For this exercise, repeat the records below exactly as written.

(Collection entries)
+===+
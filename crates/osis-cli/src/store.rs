//! # JSON File Store
//!
//! One pretty-printed JSON file per proposition, named after its
//! identity, in the configured state directory. Writes go through a
//! temporary file and a rename so a crashed write never leaves a
//! truncated proposition behind.

use std::path::{Path, PathBuf};

use osis_core::PropositionIdentity;
use osis_proposition::{PortError, Proposition, PropositionRepository};

#[derive(Debug, Clone)]
pub struct JsonPropositionStore {
    dir: PathBuf,
}

impl JsonPropositionStore {
    pub fn new(dir: impl Into<PathBuf>) -> Self {
        Self { dir: dir.into() }
    }

    pub fn dir(&self) -> &Path {
        &self.dir
    }

    fn chemin(&self, entity_id: &PropositionIdentity) -> PathBuf {
        self.dir.join(format!("{entity_id}.json"))
    }
}

impl PropositionRepository for JsonPropositionStore {
    fn get(&self, entity_id: &PropositionIdentity) -> Result<Option<Proposition>, PortError> {
        let chemin = self.chemin(entity_id);
        if !chemin.is_file() {
            return Ok(None);
        }
        let contenu = std::fs::read_to_string(&chemin)?;
        Ok(Some(serde_json::from_str(&contenu)?))
    }

    fn save(&self, proposition: &Proposition) -> Result<(), PortError> {
        std::fs::create_dir_all(&self.dir)?;
        let chemin = self.chemin(proposition.entity_id());
        let temporaire = chemin.with_extension("json.tmp");
        std::fs::write(&temporaire, serde_json::to_string_pretty(proposition)?)?;
        std::fs::rename(&temporaire, &chemin)?;
        Ok(())
    }

    fn search(&self, matricule_candidat: Option<&str>) -> Result<Vec<Proposition>, PortError> {
        if !self.dir.is_dir() {
            return Ok(Vec::new());
        }

        let mut propositions = Vec::new();
        for entry in std::fs::read_dir(&self.dir)?.flatten() {
            let path = entry.path();
            if path.extension().and_then(|e| e.to_str()) != Some("json") {
                continue;
            }
            let contenu = std::fs::read_to_string(&path)?;
            match serde_json::from_str::<Proposition>(&contenu) {
                Ok(p) => propositions.push(p),
                Err(e) => {
                    tracing::warn!(path = %path.display(), error = %e, "skipping unreadable proposition");
                }
            }
        }

        propositions.retain(|p| matricule_candidat.map_or(true, |m| p.matricule_candidat() == m));
        propositions.sort_by_key(Proposition::reference);
        Ok(propositions)
    }
}

#[cfg(test)]
mod tests {
    use super::*;
    use osis_core::{FormationIdentity, Timestamp};
    use osis_proposition::enums::ChoixTypeAdmission;
    use osis_proposition::valeurs::Doctorat;
    use osis_proposition::NouvelleProposition;

    fn make_proposition(uuid: &str, reference: u64, matricule: &str) -> Proposition {
        Proposition::initier(
            PropositionIdentity::from_string(uuid),
            NouvelleProposition {
                reference,
                matricule_candidat: matricule.into(),
                type_admission: ChoixTypeAdmission::Admission,
                justification: None,
                commission_proximite: Some("ECONOMY".into()),
            },
            &Doctorat::new(FormationIdentity::new("ECGE3DP", 2024), "Economics", "CDE"),
            Timestamp::from_ymd(2024, 3, 1).unwrap(),
        )
        .unwrap()
    }

    #[test]
    fn test_save_then_get() {
        let dir = tempfile::tempdir().unwrap();
        let store = JsonPropositionStore::new(dir.path().join("propositions"));
        let p = make_proposition("a", 1, "0123");

        store.save(&p).unwrap();

        assert_eq!(store.get(p.entity_id()).unwrap(), Some(p));
        assert!(!dir.path().join("propositions").join("a.json.tmp").exists());
    }

    #[test]
    fn test_missing_file_is_none() {
        let dir = tempfile::tempdir().unwrap();
        let store = JsonPropositionStore::new(dir.path());
        assert_eq!(store.get(&PropositionIdentity::from_string("nope")).unwrap(), None);
    }

    #[test]
    fn test_search_orders_by_reference_and_skips_garbage() {
        let dir = tempfile::tempdir().unwrap();
        let store = JsonPropositionStore::new(dir.path());
        store.save(&make_proposition("b", 2, "0123")).unwrap();
        store.save(&make_proposition("a", 1, "0123")).unwrap();
        store.save(&make_proposition("c", 3, "9999")).unwrap();
        std::fs::write(dir.path().join("broken.json"), "{").unwrap();

        let references: Vec<_> = store
            .search(None)
            .unwrap()
            .iter()
            .map(Proposition::reference)
            .collect();
        assert_eq!(references, vec![1, 2, 3]);
        assert_eq!(store.search(Some("9999")).unwrap().len(), 1);
        assert_eq!(store.prochaine_reference().unwrap(), 4);
    }

    #[test]
    fn test_search_without_directory() {
        let dir = tempfile::tempdir().unwrap();
        let store = JsonPropositionStore::new(dir.path().join("absent"));
        assert!(store.search(None).unwrap().is_empty());
    }
}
+===+
# ANSWER SPACE:
filename crates/osis-cli/src/store.rs
//! # JSON File Store
//!
//! One pretty-printed JSON file per proposition, named after its
//! identity, in the configured state directory. Writes go through a
//! temporary file and a rename so a crashed write never leaves a
//! truncated proposition behind.

use std::path::{Path, PathBuf};

use osis_core::PropositionIdentity;
use osis_proposition::{PortError, Proposition, PropositionRepository};

#[derive(Debug, Clone)]
pub struct JsonPropositionStore {
    dir: PathBuf,
}

impl JsonPropositionStore {
    pub fn new(dir: impl Into<PathBuf>) -> Self {
        Self { dir: dir.into() }
    }

    pub fn dir(&self) -> &Path {
        &self.dir
    }

    fn chemin(&self, entity_id: &PropositionIdentity) -> PathBuf {
        self.dir.join(format!("{entity_id}.json"))
    }
}

impl PropositionRepository for JsonPropositionStore {
    fn get(&self, entity_id: &PropositionIdentity) -> Result<Option<Proposition>, PortError> {
        let chemin = self.chemin(entity_id);
        if !chemin.is_file() {
            return Ok(None);
        }
        let contenu = std::fs::read_to_string(&chemin)?;
        Ok(Some(serde_json::from_str(&contenu)?))
    }

    fn save(&self, proposition: &Proposition) -> Result<(), PortError> {
        std::fs::create_dir_all(&self.dir)?;
        let chemin = self.chemin(proposition.entity_id());
        let temporaire = chemin.with_extension("json.tmp");
        std::fs::write(&temporaire, serde_json::to_string_pretty(proposition)?)?;
        std::fs::rename(&temporaire, &chemin)?;
        Ok(())
    }

    fn search(&self, matricule_candidat: Option<&str>) -> Result<Vec<Proposition>, PortError> {
        if !self.dir.is_dir() {
            return Ok(Vec::new());
        }

        let mut propositions = Vec::new();
        for entry in std::fs::read_dir(&self.dir)?.flatten() {
            let path = entry.path();
            if path.extension().and_then(|e| e.to_str()) != Some("json") {
                continue;
            }
            let contenu = std::fs::read_to_string(&path)?;
            match serde_json::from_str::<Proposition>(&contenu) {
                Ok(p) => propositions.push(p),
                Err(e) => {
                    tracing::warn!(path = %path.display(), error = %e, "skipping unreadable proposition");
                }
            }
        }

        propositions.retain(|p| matricule_candidat.map_or(true, |m| p.matricule_candidat() == m));
        propositions.sort_by_key(Proposition::reference);
        Ok(propositions)
    }
}

#[cfg(test)]
mod tests {
    use super::*;
    use osis_core::{FormationIdentity, Timestamp};
    use osis_proposition::enums::ChoixTypeAdmission;
    use osis_proposition::valeurs::Doctorat;
    use osis_proposition::NouvelleProposition;

    fn make_proposition(uuid: &str, reference: u64, matricule: &str) -> Proposition {
        Proposition::initier(
            PropositionIdentity::from_string(uuid),
            NouvelleProposition {
                reference,
                matricule_candidat: matricule.into(),
                type_admission: ChoixTypeAdmission::Admission,
                justification: None,
                commission_proximite: Some("ECONOMY".into()),
            },
            &Doctorat::new(FormationIdentity::new("ECGE3DP", 2024), "Economics", "CDE"),
            Timestamp::from_ymd(2024, 3, 1).unwrap(),
        )
        .unwrap()
    }

    #[test]
    fn test_save_then_get() {
        let dir = tempfile::tempdir().unwrap();
        let store = JsonPropositionStore::new(dir.path().join("propositions"));
        let p = make_proposition("a", 1, "0123");

        store.save(&p).unwrap();

        assert_eq!(store.get(p.entity_id()).unwrap(), Some(p));
        assert!(!dir.path().join("propositions").join("a.json.tmp").exists());
    }

    #[test]
    fn test_missing_file_is_none() {
        let dir = tempfile::tempdir().unwrap();
        let store = JsonPropositionStore::new(dir.path());
        assert_eq!(store.get(&PropositionIdentity::from_string("nope")).unwrap(), None);
    }

    #[test]
    fn test_search_orders_by_reference_and_skips_garbage() {
        let dir = tempfile::tempdir().unwrap();
        let store = JsonPropositionStore::new(dir.path());
        store.save(&make_proposition("b", 2, "0123")).unwrap();
        store.save(&make_proposition("a", 1, "0123")).unwrap();
        store.save(&make_proposition("c", 3, "9999")).unwrap();
        std::fs::write(dir.path().join("broken.json"), "{").unwrap();

        let references: Vec<_> = store
            .search(None)
            .unwrap()
            .iter()
            .map(Proposition::reference)
            .collect();
        assert_eq!(references, vec![1, 2, 3]);
        assert_eq!(store.search(Some("9999")).unwrap().len(), 1);
        assert_eq!(store.prochaine_reference().unwrap(), 4);
    }

    #[test]
    fn test_search_without_directory() {
        let dir = tempfile::tempdir().unwrap();
        let store = JsonPropositionStore::new(dir.path().join("absent"));
        assert!(store.search(None).unwrap().is_empty());
    }
}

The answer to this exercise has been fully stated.